### [Dataset records]
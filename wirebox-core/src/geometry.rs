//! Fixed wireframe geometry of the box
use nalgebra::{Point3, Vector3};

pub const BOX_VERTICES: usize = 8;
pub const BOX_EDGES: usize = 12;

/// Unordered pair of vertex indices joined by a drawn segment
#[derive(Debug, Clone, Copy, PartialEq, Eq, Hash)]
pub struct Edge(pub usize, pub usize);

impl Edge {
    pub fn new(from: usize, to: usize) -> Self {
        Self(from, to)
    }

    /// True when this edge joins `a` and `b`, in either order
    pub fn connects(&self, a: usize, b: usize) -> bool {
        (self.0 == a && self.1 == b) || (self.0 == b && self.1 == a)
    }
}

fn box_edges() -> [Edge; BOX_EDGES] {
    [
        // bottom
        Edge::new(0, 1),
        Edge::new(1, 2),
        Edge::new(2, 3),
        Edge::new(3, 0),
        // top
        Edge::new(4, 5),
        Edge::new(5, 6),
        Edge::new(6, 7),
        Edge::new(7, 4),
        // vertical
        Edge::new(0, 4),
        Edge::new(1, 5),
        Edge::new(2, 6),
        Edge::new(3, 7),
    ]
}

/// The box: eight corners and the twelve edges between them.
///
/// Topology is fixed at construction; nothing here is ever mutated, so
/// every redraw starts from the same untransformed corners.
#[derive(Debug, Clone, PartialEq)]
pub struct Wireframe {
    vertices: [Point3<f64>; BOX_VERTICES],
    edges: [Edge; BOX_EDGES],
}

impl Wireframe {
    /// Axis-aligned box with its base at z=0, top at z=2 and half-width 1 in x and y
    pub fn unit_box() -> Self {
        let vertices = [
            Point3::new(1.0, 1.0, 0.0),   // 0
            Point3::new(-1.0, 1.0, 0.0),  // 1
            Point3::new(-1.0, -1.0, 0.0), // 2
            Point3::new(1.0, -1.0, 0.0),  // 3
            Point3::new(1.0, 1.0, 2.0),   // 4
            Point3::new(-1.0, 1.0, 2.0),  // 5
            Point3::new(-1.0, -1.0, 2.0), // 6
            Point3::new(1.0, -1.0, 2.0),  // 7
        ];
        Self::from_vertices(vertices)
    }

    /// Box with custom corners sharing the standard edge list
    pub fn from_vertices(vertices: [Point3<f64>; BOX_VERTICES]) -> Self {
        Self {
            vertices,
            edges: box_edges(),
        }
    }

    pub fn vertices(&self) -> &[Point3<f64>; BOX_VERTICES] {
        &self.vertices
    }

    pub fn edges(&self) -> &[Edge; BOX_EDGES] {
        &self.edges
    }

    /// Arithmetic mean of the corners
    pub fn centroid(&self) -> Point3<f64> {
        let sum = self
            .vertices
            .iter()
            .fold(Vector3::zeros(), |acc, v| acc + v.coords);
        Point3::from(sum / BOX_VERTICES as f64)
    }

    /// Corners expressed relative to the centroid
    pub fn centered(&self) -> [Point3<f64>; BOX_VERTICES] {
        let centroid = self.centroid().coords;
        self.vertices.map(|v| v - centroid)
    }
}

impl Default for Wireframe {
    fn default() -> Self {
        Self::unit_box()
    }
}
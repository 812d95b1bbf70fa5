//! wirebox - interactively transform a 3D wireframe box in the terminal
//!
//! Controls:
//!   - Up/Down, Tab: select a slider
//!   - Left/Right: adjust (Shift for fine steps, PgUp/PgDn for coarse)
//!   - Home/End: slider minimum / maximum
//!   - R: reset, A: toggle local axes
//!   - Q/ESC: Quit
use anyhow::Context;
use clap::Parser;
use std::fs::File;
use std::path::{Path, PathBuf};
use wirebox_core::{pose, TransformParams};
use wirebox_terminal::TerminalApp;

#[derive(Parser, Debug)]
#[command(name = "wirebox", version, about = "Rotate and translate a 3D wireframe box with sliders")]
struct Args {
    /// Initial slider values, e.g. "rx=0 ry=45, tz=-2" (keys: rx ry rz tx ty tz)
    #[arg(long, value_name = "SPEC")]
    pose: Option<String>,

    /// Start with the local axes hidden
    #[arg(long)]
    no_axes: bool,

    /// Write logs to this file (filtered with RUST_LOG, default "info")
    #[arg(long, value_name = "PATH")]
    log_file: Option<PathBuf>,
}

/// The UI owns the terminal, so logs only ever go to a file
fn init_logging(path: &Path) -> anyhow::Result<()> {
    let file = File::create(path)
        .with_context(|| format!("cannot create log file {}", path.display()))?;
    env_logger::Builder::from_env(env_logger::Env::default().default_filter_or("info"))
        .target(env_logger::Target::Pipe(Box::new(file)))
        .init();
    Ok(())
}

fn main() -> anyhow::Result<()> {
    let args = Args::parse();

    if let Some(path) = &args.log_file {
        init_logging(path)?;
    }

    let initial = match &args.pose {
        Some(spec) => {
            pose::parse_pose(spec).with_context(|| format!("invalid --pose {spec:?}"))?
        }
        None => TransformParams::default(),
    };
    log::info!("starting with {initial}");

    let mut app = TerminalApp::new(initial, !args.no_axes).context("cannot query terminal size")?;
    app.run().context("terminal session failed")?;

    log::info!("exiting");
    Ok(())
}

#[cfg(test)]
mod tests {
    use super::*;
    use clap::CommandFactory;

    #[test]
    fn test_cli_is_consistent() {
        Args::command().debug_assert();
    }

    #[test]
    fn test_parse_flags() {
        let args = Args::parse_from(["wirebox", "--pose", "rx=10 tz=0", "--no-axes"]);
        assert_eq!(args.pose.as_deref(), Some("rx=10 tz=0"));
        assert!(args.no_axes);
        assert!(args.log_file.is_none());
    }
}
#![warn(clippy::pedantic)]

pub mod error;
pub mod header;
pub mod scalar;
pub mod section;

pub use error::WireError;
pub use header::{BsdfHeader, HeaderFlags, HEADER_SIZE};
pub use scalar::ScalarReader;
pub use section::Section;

### [Assigned task]
From the records above, print exactly the lines that run from the line with "pub const BOX_VERTICES: usize = 8;" to the line with "in either order", inclusive.

### [Answer box]
pub const BOX_VERTICES: usize = 8;
pub const BOX_EDGES: usize = 12;

/// Unordered pair of vertex indices joined by a drawn segment
#[derive(Debug, Clone, Copy, PartialEq, Eq, Hash)]
pub struct Edge(pub usize, pub usize);

impl Edge {
    pub fn new(from: usize, to: usize) -> Self {
        Self(from, to)
    }

    /// True when this edge joins `a` and `b`, in either order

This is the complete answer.